Merger of German Steel Giants Sends Rude Shock to Workers

The hostile takeover, accompanied by job losses, has become a staple of American business strategy - and a phenomenon American workers have had to learn to live with.

But that's not how the game has been played in Germany. "The business of Germany is staying in business," as one longtime observer puts it. That has often meant cutting one's competitors some slack.

That's why a highly unusual hostile takeover bid has sent shock waves through the German steel industry - even though the bid has been withdrawn, and the two companies involved, Krupp Hoesch and Thyssen, are now negotiating a merger.

Concern about prospective job losses was enough to bring more than 30,000 steel workers and other union members to a protest rally in Frankfurt, Germany's financial center, Tuesday. "We have reached the limits of our patience," thundered Klaus Zwickel, head of IG Metall, the metalworkers' union. "Frankfurt is not Las Vegas," he said, accusing the bankers involved in the deal of being mere speculators and wheeler-dealers.

"Bonn must not be allowed to become Weimar," he added, referring to Germany's failed first attempt at democracy (1919-1933) that gave way to fascism, in part because of grave unemployment.

The whole episode signals just how difficult these times are for traditional industries here, and how the business culture is being forced to change under global competitive pressures.

With 4.7 million jobless, unemployment here is already at its highest since 1933. No real improvement is in sight, even though corporate profits are strong and the economy is growing modestly.

But that's no longer enough to create jobs. Economic analysts see this merger - discussed on and off for years - as a necessary, and long overdue, adjustment in an industry burdened with overcapacity.

Just two weeks ago, workers in another industry facing change - coal miners - were in the capital, Bonn, protesting. In the end, they won delays in cuts to government subsidies for their industry. But the miners had it relatively easy: Their negotiating partners from the government must ultimately answer to them at the ballot box. The steelworkers face corporate bosses and banks who keep score by eyeing the world's financial markets.

Big banks criticized too

Deutsche Bank and Dresdner Bank have seemed surprised by the sharp criticism of their role in advising on the takeover bid. In the somewhat clubby system here, banks are significant shareholders of publicly traded firms, on whose boards they also sit.
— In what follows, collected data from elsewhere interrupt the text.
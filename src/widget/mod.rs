//! Chat widget: renders messages and relays input to the chat endpoint.
//!
//! The widget never touches a concrete UI. It is handed a [`DisplaySurface`],
//! a [`TextInput`] and a [`DispatchControl`] through [`Controls`], and is
//! driven either directly ([`ChatWidget::send_message`]) or by an
//! [`ActivationSource`] through [`ChatWidget::run`].
//!
//! At most one request is in flight: `send_message` borrows the widget
//! mutably and keeps the dispatch control disabled until the call settles.

pub mod terminal;

use async_trait::async_trait;
use tracing::{debug, info, warn};

use crate::{
    config::WidgetConfig,
    message::{BotReply, CONNECTION_ERROR, ChatRequest, Message, Sender},
    services::backend_client::ChatBackend,
};

/// Scrollable region where messages accumulate.
pub trait DisplaySurface {
    fn append(&mut self, message: &Message);
    fn scroll_to_latest(&mut self);
}

/// Single-line text entry.
pub trait TextInput {
    fn value(&self) -> String;
    fn clear(&mut self);
}

/// Send button.
pub trait DispatchControl {
    fn set_enabled(&mut self, enabled: bool);
    fn is_enabled(&self) -> bool;
}

#[derive(Clone, Debug, PartialEq, Eq)]
pub enum Activation {
    Click,
    Key(String),
}

impl Activation {
    pub fn enter() -> Self {
        Activation::Key("Enter".to_string())
    }

    pub fn triggers_send(&self) -> bool {
        match self {
            Activation::Click => true,
            Activation::Key(key) => key == "Enter",
        }
    }
}

/// Source of clicks and key presses. `None` means the UI went away.
#[async_trait(?Send)]
pub trait ActivationSource {
    async fn next_activation(&mut self) -> Option<Activation>;
}

pub struct Controls<S, I, D> {
    pub surface: S,
    pub input: I,
    pub dispatch: D,
}

/// Which branch a send went through.
#[derive(Clone, Copy, Debug, PartialEq, Eq)]
pub enum SendOutcome {
    /// Input was blank, nothing happened.
    Ignored,
    Replied,
    ServerError,
    Malformed,
    Unreachable,
}

/// Keeps the dispatch control disabled while alive.
struct DispatchGuard<'a, D: DispatchControl> {
    control: &'a mut D,
}

impl<'a, D: DispatchControl> DispatchGuard<'a, D> {
    fn engage(control: &'a mut D) -> Self {
        control.set_enabled(false);
        Self { control }
    }
}

impl<D: DispatchControl> Drop for DispatchGuard<'_, D> {
    fn drop(&mut self) {
        self.control.set_enabled(true);
    }
}

pub struct ChatWidget<B, S, I, D> {
    config: WidgetConfig,
    backend: B,
    surface: S,
    input: I,
    dispatch: D,
}

impl<B, S, I, D> ChatWidget<B, S, I, D>
where
    B: ChatBackend,
    S: DisplaySurface,
    I: TextInput,
    D: DispatchControl,
{
    /// Builds the widget and renders the greeting.
    pub fn new(config: WidgetConfig, backend: B, controls: Controls<S, I, D>) -> Self {
        let Controls { surface, input, dispatch } = controls;
        let mut widget = Self { config, backend, surface, input, dispatch };

        let greeting = widget.config.greeting.clone();
        widget.render_message(greeting, Sender::Bot);
        info!(
            endpoint = %widget.config.endpoint_url,
            session_id = %widget.config.session_id,
            "chat widget ready"
        );
        widget
    }

    pub fn render_message(&mut self, text: impl Into<String>, sender: Sender) {
        render(&mut self.surface, Message::new(text, sender));
    }

    pub async fn send_message(&mut self) -> SendOutcome {
        let text = self.input.value().trim().to_string();
        if text.is_empty() {
            return SendOutcome::Ignored;
        }

        render(&mut self.surface, Message::new(text.clone(), Sender::User));
        self.input.clear();
        let _guard = DispatchGuard::engage(&mut self.dispatch);

        let request = ChatRequest::new(self.config.session_id.clone(), text);
        let result = self
            .backend
            .post(&request)
            .await
            .and_then(|body| BotReply::from_json(&body));

        let (reply, outcome) = match result {
            Ok(reply) => {
                let outcome = match &reply {
                    BotReply::Reply(_) => SendOutcome::Replied,
                    BotReply::ServerError(error) => {
                        warn!(%error, "chat endpoint reported an error");
                        SendOutcome::ServerError
                    }
                    BotReply::Malformed => {
                        warn!("chat endpoint answered without reply or error");
                        SendOutcome::Malformed
                    }
                };
                (reply.into_text(), outcome)
            }
            Err(e) => {
                warn!(error = %e, "chat request failed");
                (CONNECTION_ERROR.to_string(), SendOutcome::Unreachable)
            }
        };

        render(&mut self.surface, Message::new(reply, Sender::Bot));
        debug!(?outcome, "send settled");
        outcome
    }

    /// Sends on a click or an Enter key press; other keys are ignored.
    pub async fn handle(&mut self, activation: Activation) -> Option<SendOutcome> {
        if !activation.triggers_send() {
            return None;
        }
        Some(self.send_message().await)
    }

    /// Handles activations until the source is exhausted.
    pub async fn run<A>(&mut self, source: &mut A) -> Vec<SendOutcome>
    where
        A: ActivationSource + ?Sized,
    {
        let mut outcomes = Vec::new();
        while let Some(activation) = source.next_activation().await {
            if let Some(outcome) = self.handle(activation).await {
                outcomes.push(outcome);
            }
        }
        info!(sends = outcomes.len(), "activation source closed");
        outcomes
    }

    pub fn surface(&self) -> &S {
        &self.surface
    }

    pub fn dispatch(&self) -> &D {
        &self.dispatch
    }
}

fn render<S: DisplaySurface>(surface: &mut S, message: Message) {
    surface.append(&message);
    surface.scroll_to_latest();
}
In this case, a member of Deutsche Bank's management board was on the supervisory board of Thyssen, the same firm whose takeover his bank was helping to engineer. (He was observed at a recent meeting not saying much but taking a lot of notes.) He has denied wrongdoing but at this writing appears on his way off Thyssen's board.

"Despite the withdrawal of the takeover bid, workers still feel threatened by cuts in jobs," an official of the construction workers' union, Brunhilde Hoffmann, told the steel workers' rally.

Tearing the fabric of consensus

That view was echoed in the the ranks of the Thyssen employees bused to the rally from the Ruhrgebiet, Germany's traditional rust belt.

"Perhaps cuts will be handled better now than under a takeover - perhaps," says Wolf Hofrichter, a white-collar Thyssen employee from Duisburg.

Tuesday's rally in the Opernplatz, a park just coming into springtime bloom, showed how economic pressures are tearing the fabric of consensus-minded Germany, where labor and management have traditionally been referred to as "partners."

One unemployed warehouse worker, Rolf Steinhauser, listened attentively as labor leaders gave speeches and read declarations of solidarity from other unions.

But then he jerked his head upward in the direction of the gleaming glass towers that house Frankfurt's banks. "Those pigs up there don't listen," he grumbled.